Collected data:
------------

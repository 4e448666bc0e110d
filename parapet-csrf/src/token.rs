//! Signed, stateless CSRF tokens.
//!
//! A token is `base64url(ts:nonce:binding:signature)` where `ts` is the
//! issue time in epoch milliseconds, `nonce` is 32 random bytes
//! (base64url), `binding` is the session id or `anonymous`, and `signature`
//! is `HMAC-SHA256(secret, "ts:nonce:binding")` (base64url). Every field is
//! recovered from the token itself; nothing is stored server-side.

use crate::config::CsrfConfig;
use crate::error::{CsrfError, Result};
use base64::{Engine, engine::general_purpose::URL_SAFE_NO_PAD};
use chrono::{DateTime, Utc};
use hmac::{Hmac, Mac};
use rand::Rng;
use sha2::Sha256;
use std::fmt;
use std::sync::Arc;
use std::time::Duration;

type HmacSha256 = Hmac<Sha256>;

/// Binding used when a token is issued outside any session.
pub const ANONYMOUS: &str = "anonymous";

/// Random bytes per token.
pub const NONCE_LEN: usize = 32;

/// Source of the current time in epoch milliseconds.
pub trait Clock: Send + Sync {
    fn now_millis(&self) -> i64;
}

/// Wall clock.
#[derive(Debug, Clone, Copy, Default)]
pub struct SystemClock;

impl Clock for SystemClock {
    fn now_millis(&self) -> i64 {
        Utc::now().timestamp_millis()
    }
}

/// A decoded token. Obtained from [`TokenAuthority::decode`], so the
/// signature has already been checked.
#[derive(Debug, Clone, PartialEq, Eq)]
pub struct CsrfToken {
    pub issued_at_ms: i64,
    /// base64url nonce
    pub nonce: String,
    pub binding: String,
    /// base64url HMAC
    pub signature: String,
}

impl CsrfToken {
    pub fn is_anonymous(&self) -> bool {
        self.binding == ANONYMOUS
    }

    pub fn issued_at(&self) -> Option<DateTime<Utc>> {
        DateTime::from_timestamp_millis(self.issued_at_ms)
    }

    /// A session-bound token only verifies against its own session. Anonymous
    /// tokens, and requests without a session, skip the check.
    pub fn check_binding(&self, session_id: Option<&str>) -> Result<()> {
        match session_id.filter(|id| !id.is_empty()) {
            Some(id) if !self.is_anonymous() && self.binding != id => {
                Err(CsrfError::SessionMismatch)
            }
            _ => Ok(()),
        }
    }

    /// Fails once more than `max_age` has passed since issue.
    pub fn check_age(&self, now_ms: i64, max_age: Duration) -> Result<()> {
        let age_ms = now_ms.saturating_sub(self.issued_at_ms);
        if age_ms > max_age.as_millis() as i64 {
            return Err(CsrfError::Expired);
        }
        Ok(())
    }

    /// Wire form of the token.
    pub fn encode(&self) -> String {
        let raw = format!(
            "{}:{}",
            signing_input(self.issued_at_ms, &self.nonce, &self.binding),
            self.signature
        );
        URL_SAFE_NO_PAD.encode(raw)
    }

    /// Split a wire token into its fields without checking the signature.
    fn parse(encoded: &str) -> Result<Self> {
        let bytes = URL_SAFE_NO_PAD
            .decode(encoded.trim())
            .map_err(|_| CsrfError::MalformedToken)?;
        let raw = String::from_utf8(bytes).map_err(|_| CsrfError::MalformedToken)?;

        // Bindings may contain ':', the other fields cannot.
        let (signed, signature) = raw.rsplit_once(':').ok_or(CsrfError::MalformedToken)?;
        let mut parts = signed.splitn(3, ':');
        let (Some(ts), Some(nonce), Some(binding)) = (parts.next(), parts.next(), parts.next())
        else {
            return Err(CsrfError::MalformedToken);
        };

        if nonce.is_empty() || binding.is_empty() || signature.is_empty() {
            return Err(CsrfError::MalformedToken);
        }
        let issued_at_ms = ts.parse::<i64>().map_err(|_| CsrfError::MalformedToken)?;

        Ok(Self {
            issued_at_ms,
            nonce: nonce.to_string(),
            binding: binding.to_string(),
            signature: signature.to_string(),
        })
    }
}

impl fmt::Display for CsrfToken {
    fn fmt(&self, f: &mut fmt::Formatter<'_>) -> fmt::Result {
        f.write_str(&self.encode())
    }
}

fn signing_input(issued_at_ms: i64, nonce: &str, binding: &str) -> String {
    format!("{}:{}:{}", issued_at_ms, nonce, binding)
}

/// Issues and verifies tokens with one secret.
///
/// Cheap to clone; clones share the configuration and clock.
#[derive(Clone)]
pub struct TokenAuthority {
    config: Arc<CsrfConfig>,
    mac: HmacSha256,
    clock: Arc<dyn Clock>,
}

impl fmt::Debug for TokenAuthority {
    fn fmt(&self, f: &mut fmt::Formatter<'_>) -> fmt::Result {
        f.debug_struct("TokenAuthority")
            .field("config", &self.config)
            .finish_non_exhaustive()
    }
}

impl TokenAuthority {
    pub fn new(config: CsrfConfig) -> Result<Self> {
        let mac = HmacSha256::new_from_slice(&config.secret)
            .map_err(|e| CsrfError::Config(e.to_string()))?;
        Ok(Self {
            config: Arc::new(config),
            mac,
            clock: Arc::new(SystemClock),
        })
    }

    /// Replace the clock, e.g. with a fixed one in tests.
    pub fn with_clock(mut self, clock: Arc<dyn Clock>) -> Self {
        self.clock = clock;
        self
    }

    pub fn config(&self) -> &CsrfConfig {
        &self.config
    }

    pub fn now_millis(&self) -> i64 {
        self.clock.now_millis()
    }

    /// Mint a token bound to `session_binding`, or to [`ANONYMOUS`].
    pub fn issue(&self, session_binding: Option<&str>) -> String {
        self.issue_token(session_binding).encode()
    }

    pub fn issue_token(&self, session_binding: Option<&str>) -> CsrfToken {
        let binding = session_binding
            .filter(|b| !b.is_empty())
            .unwrap_or(ANONYMOUS)
            .to_string();
        let nonce_bytes: [u8; NONCE_LEN] = rand::thread_rng().r#gen();
        let nonce = URL_SAFE_NO_PAD.encode(nonce_bytes);
        let issued_at_ms = self.clock.now_millis();

        let signature =
            URL_SAFE_NO_PAD.encode(self.sign(&signing_input(issued_at_ms, &nonce, &binding)));

        CsrfToken {
            issued_at_ms,
            nonce,
            binding,
            signature,
        }
    }

    /// Decode a wire token and check its signature in constant time.
    pub fn decode(&self, encoded: &str) -> Result<CsrfToken> {
        let token = CsrfToken::parse(encoded)?;
        let signature = URL_SAFE_NO_PAD
            .decode(&token.signature)
            .map_err(|_| CsrfError::MalformedToken)?;

        let mut mac = self.mac.clone();
        mac.update(signing_input(token.issued_at_ms, &token.nonce, &token.binding).as_bytes());
        mac.verify_slice(&signature)
            .map_err(|_| CsrfError::InvalidSignature)?;

        Ok(token)
    }

    /// Full check: presence, format, signature, session binding, then age.
    pub fn verify(&self, token: Option<&str>, session_id: Option<&str>) -> Result<CsrfToken> {
        let encoded = token
            .map(str::trim)
            .filter(|t| !t.is_empty())
            .ok_or(CsrfError::MissingToken)?;

        let token = self.decode(encoded)?;
        token.check_binding(session_id)?;
        token.check_age(self.clock.now_millis(), self.config.max_age)?;
        Ok(token)
    }

    fn sign(&self, input: &str) -> Vec<u8> {
        let mut mac = self.mac.clone();
        mac.update(input.as_bytes());
        mac.finalize().into_bytes().to_vec()
    }
}

#[cfg(test)]
mod tests {
    use super::*;
    use std::sync::atomic::{AtomicI64, Ordering};

    const SECRET: &[u8] = b"test_secret_key_32_bytes_long!!!";

    struct FixedClock(AtomicI64);

    impl Clock for FixedClock {
        fn now_millis(&self) -> i64 {
            self.0.load(Ordering::SeqCst)
        }
    }

    fn authority() -> TokenAuthority {
        TokenAuthority::new(CsrfConfig::new(SECRET).unwrap()).unwrap()
    }

    #[test]
    fn test_round_trip() {
        let authority = authority();
        let encoded = authority.issue(Some("session-1"));
        let token = authority.verify(Some(&encoded), Some("session-1")).unwrap();

        assert_eq!(token.binding, "session-1");
        assert_eq!(URL_SAFE_NO_PAD.decode(&token.nonce).unwrap().len(), NONCE_LEN);
        assert_eq!(token.encode(), encoded);
    }

    #[test]
    fn test_binding_with_colons() {
        let authority = authority();
        let encoded = authority.issue(Some("tenant:42:user"));
        let token = authority.verify(Some(&encoded), Some("tenant:42:user")).unwrap();
        assert_eq!(token.binding, "tenant:42:user");
    }

    #[test]
    fn test_empty_binding_is_anonymous() {
        let authority = authority();
        let token = authority.issue_token(Some(""));
        assert!(token.is_anonymous());
    }

    #[test]
    fn test_tokens_are_unique() {
        let authority = authority();
        assert_ne!(authority.issue(None), authority.issue(None));
    }

    #[test]
    fn test_missing_and_malformed() {
        let authority = authority();
        assert_eq!(authority.verify(None, None), Err(CsrfError::MissingToken));
        assert_eq!(authority.verify(Some("  "), None), Err(CsrfError::MissingToken));
        assert_eq!(
            authority.verify(Some("not base64!"), None),
            Err(CsrfError::MalformedToken)
        );

        let no_fields = URL_SAFE_NO_PAD.encode("just-one-field");
        assert_eq!(
            authority.verify(Some(&no_fields), None),
            Err(CsrfError::MalformedToken)
        );

        let bad_ts = URL_SAFE_NO_PAD.encode("soon:bm9uY2U:anonymous:c2ln");
        assert_eq!(
            authority.verify(Some(&bad_ts), None),
            Err(CsrfError::MalformedToken)
        );
    }

    #[test]
    fn test_other_secret_fails_signature() {
        let encoded = authority().issue(None);
        let other = TokenAuthority::new(
            CsrfConfig::new(b"another_secret_key_of_32_bytes!!".to_vec()).unwrap(),
        )
        .unwrap();
        assert_eq!(
            other.verify(Some(&encoded), None),
            Err(CsrfError::InvalidSignature)
        );
    }

    #[test]
    fn test_check_binding() {
        let authority = authority();
        let bound = authority.issue_token(Some("A"));
        assert_eq!(bound.check_binding(Some("B")), Err(CsrfError::SessionMismatch));
        assert!(bound.check_binding(Some("A")).is_ok());
        assert!(bound.check_binding(None).is_ok());

        let anonymous = authority.issue_token(None);
        assert!(anonymous.check_binding(Some("B")).is_ok());
    }

    #[test]
    fn test_check_age_boundary() {
        let clock = Arc::new(FixedClock(AtomicI64::new(1_000_000)));
        let authority = authority().with_clock(clock.clone());
        let token = authority.issue_token(None);
        let max_age = Duration::from_secs(3600);

        assert!(token.check_age(1_000_000 + 3_600_000, max_age).is_ok());
        assert_eq!(
            token.check_age(1_000_000 + 3_600_001, max_age),
            Err(CsrfError::Expired)
        );
    }

    #[test]
    fn test_verify_order_signature_before_expiry() {
        let clock = Arc::new(FixedClock(AtomicI64::new(0)));
        let authority = authority().with_clock(clock.clone());
        let encoded = authority.issue(Some("A"));

        clock.0.store(10 * 3_600_000, Ordering::SeqCst);
        assert_eq!(
            authority.verify(Some(&encoded), Some("B")),
            Err(CsrfError::SessionMismatch)
        );
        assert_eq!(
            authority.verify(Some(&encoded), Some("A")),
            Err(CsrfError::Expired)
        );
    }

    #[test]
    fn test_issued_at() {
        let clock = Arc::new(FixedClock(AtomicI64::new(1_700_000_000_000)));
        let token = authority().with_clock(clock).issue_token(None);
        assert_eq!(token.issued_at().unwrap().timestamp(), 1_700_000_000);
    }
}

------------

ACTIVITY: Looking at the entries, count the lines where the word "parse" appears, and state the count by itself.

SOLVED EXERCISE: 3